Below are the records; output them exactly from the first line through the line with "let mut engine = GameEngine::new(EngineConfig::new(21));", stopping there.

Records drawn from a dataset:
================================
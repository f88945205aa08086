use std::{
    fs,
    path::{Path, PathBuf},
};

use color_lines_core::{BallColor, BallId, BallRecord, CellCoord, GameSnapshot, PALETTE};
use color_lines_engine::{EngineConfig, GameEngine, TurnState};
use color_lines_save::{load_from_path, save_to_path, LoadError, SaveDocument};
use color_lines_world::query;

fn scratch_dir(name: &str) -> PathBuf {
    let dir = std::env::temp_dir().join(format!(
        "color-lines-save-{}-{name}",
        std::process::id()
    ));
    let _ = fs::remove_dir_all(&dir);
    fs::create_dir_all(&dir).expect("scratch directory");
    dir
}

fn load_text(text: &str) -> Result<GameSnapshot, LoadError> {
    SaveDocument::parse(text).and_then(SaveDocument::into_snapshot)
}

#[test]
fn engine_state_survives_a_save_and_load() {
    let dir = scratch_dir("round-trip");
    let mut engine = GameEngine::new(EngineConfig::new(21));
    let _ = engine.cell_clicked(CellCoord::new(5, 5));
    let saved = engine.snapshot();

    let written = save_to_path(&dir.join("slot"), &saved).expect("save succeeds");
    assert_eq!(written, dir.join("slot.bgsave"));
    assert!(!Path::new(&format!("{}.tmp", written.display())).exists());

    let loaded = load_from_path(&written).expect("load succeeds");
    let mut restored = GameEngine::new(EngineConfig::new(99));
    restored.restore(&loaded).expect("snapshot is valid");

    assert_eq!(loaded, saved);
    assert_eq!(restored.state(), engine.state());
    assert_eq!(
        query::next_ball_id(restored.world()),
        query::next_ball_id(engine.world())
    );

    let _ = fs::remove_dir_all(dir);
}

#[test]
fn offsets_score_and_counter_survive_a_save_and_load() {
    let dir = scratch_dir("full-state");
    let snapshot = GameSnapshot {
        balls: vec![
            BallRecord {
                id: BallId::new(2),
                cell: CellCoord::new(0, 9),
                color: BallColor::BLUE,
                bounce_offset: -4,
            },
            BallRecord {
                id: BallId::new(6),
                cell: CellCoord::new(4, 4),
                color: PALETTE[5],
                bounce_offset: 5,
            },
            BallRecord {
                id: BallId::new(9),
                cell: CellCoord::new(9, 0),
                color: BallColor::from_rgb(18, 52, 86),
                bounce_offset: 0,
            },
        ],
        next_ball_id: 14,
        selected: Some(BallId::new(6)),
        moving: None,
        score: 35,
    };

    let written = save_to_path(&dir.join("full.json"), &snapshot).expect("save succeeds");
    assert_eq!(written, dir.join("full.json"));
    let loaded = load_from_path(&written).expect("load succeeds");
    assert_eq!(loaded, snapshot);

    let mut engine = GameEngine::new(EngineConfig::new(3));
    engine.restore(&loaded).expect("snapshot is valid");
    assert_eq!(engine.snapshot(), snapshot);
    assert_eq!(engine.state(), TurnState::Selected(BallId::new(6)));

    let _ = fs::remove_dir_all(dir);
}

#[test]
fn rejected_file_leaves_engine_untouched() {
    let dir = scratch_dir("rejected");
    let path = dir.join("broken.json");
    fs::write(
        &path,
        r#"{ "balls": [ { "id": 0, "row": 1, "col": 1 }, { "id": 1, "row": 1, "col": 1 } ] }"#,
    )
    .expect("fixture written");
    let engine = GameEngine::new(EngineConfig::new(5));
    let before = engine.snapshot();

    let result = load_from_path(&path);

    assert!(matches!(
        result,
        Err(LoadError::DuplicatePosition { row: 1, col: 1 })
    ));
    assert_eq!(engine.snapshot(), before);

    let _ = fs::remove_dir_all(dir);
}

#[test]
fn missing_file_is_an_io_error() {
    let dir = scratch_dir("missing");
    assert!(matches!(
        load_from_path(&dir.join("nothing.bgsave")),
        Err(LoadError::Io { .. })
    ));
    let _ = fs::remove_dir_all(dir);
}

#[test]
fn malformed_boards_are_rejected() {
    assert!(matches!(load_text(r#"{ "balls": [] }"#), Err(LoadError::NoBalls)));
    assert!(matches!(
        load_text(r#"{ "balls": ["a", 3] }"#),
        Err(LoadError::NoBalls)
    ));
    assert!(matches!(
        load_text(r#"{ "balls": [ { "id": 0, "row": 10, "col": 0 } ] }"#),
        Err(LoadError::OutOfBounds { id: 0, row: 10, col: 0 })
    ));
    assert!(matches!(
        load_text(r#"{ "balls": [ { "id": 0, "row": 0, "col": -1 } ] }"#),
        Err(LoadError::OutOfBounds { .. })
    ));
    assert!(matches!(
        load_text(r#"{ "balls": [ { "row": 4, "col": 4 } ] }"#),
        Err(LoadError::InvalidId { id: -1 })
    ));
    assert!(matches!(
        load_text(
            r#"{ "balls": [ { "id": 2, "row": 0, "col": 0 }, { "id": 2, "row": 0, "col": 1 } ] }"#
        ),
        Err(LoadError::DuplicateId { id: 2 })
    ));
}

#[test]
fn lenient_fields_are_normalised() {
    let snapshot = load_text(
        r##"{
            "balls": [
                { "id": 8, "row": 2, "col": 3, "color": "#00f", "bounceOffset": 9 },
                { "id": 3, "row": 7, "col": 7, "color": { "r": 255, "g": 165, "b": 0 } },
                { "id": 5, "row": 9, "col": 0, "color": "not a color" }
            ],
            "nextBallId": 4,
            "selectedBallIndex": 1,
            "movingBallIndex": 12,
            "score": 40
        }"##,
    )
    .expect("document is valid");

    assert_eq!(snapshot.next_ball_id, 9);
    assert_eq!(snapshot.score, 40);
    assert_eq!(snapshot.selected, Some(BallId::new(3)));
    assert_eq!(snapshot.moving, None);
    assert_eq!(snapshot.balls[0].color, BallColor::BLUE);
    assert_eq!(snapshot.balls[0].bounce_offset, 5);
    assert_eq!(snapshot.balls[1].color, BallColor::from_rgb(255, 165, 0));
    assert_eq!(snapshot.balls[2].color, BallColor::RED);
}

#[test]
fn moving_index_restores_as_selection() {
    let snapshot = load_text(
        r#"{
            "balls": [
                { "id": 0, "row": 2, "col": 2, "color": "red" },
                { "id": 1, "row": 5, "col": 5, "color": "lime" }
            ],
            "nextBallId": 2,
            "selectedBallIndex": 0,
            "movingBallIndex": 1
        }"#,
    )
    .expect("document is valid");
    let mut engine = GameEngine::new(EngineConfig::new(8));

    engine.restore(&snapshot).expect("snapshot is valid");

    assert_eq!(engine.state(), TurnState::Selected(BallId::new(1)));
}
================================
- **ANSWER SECTION**
repository f88945205aa08086
use std::{
    fs,
    path::{Path, PathBuf},
};

use color_lines_core::{BallColor, BallId, BallRecord, CellCoord, GameSnapshot, PALETTE};
use color_lines_engine::{EngineConfig, GameEngine, TurnState};
use color_lines_save::{load_from_path, save_to_path, LoadError, SaveDocument};
use color_lines_world::query;

fn scratch_dir(name: &str) -> PathBuf {
    let dir = std::env::temp_dir().join(format!(
        "color-lines-save-{}-{name}",
        std::process::id()
    ));
    let _ = fs::remove_dir_all(&dir);
    fs::create_dir_all(&dir).expect("scratch directory");
    dir
}

fn load_text(text: &str) -> Result<GameSnapshot, LoadError> {
    SaveDocument::parse(text).and_then(SaveDocument::into_snapshot)
}

#[test]
fn engine_state_survives_a_save_and_load() {
    let dir = scratch_dir("round-trip");
    let mut engine = GameEngine::new(EngineConfig::new(21));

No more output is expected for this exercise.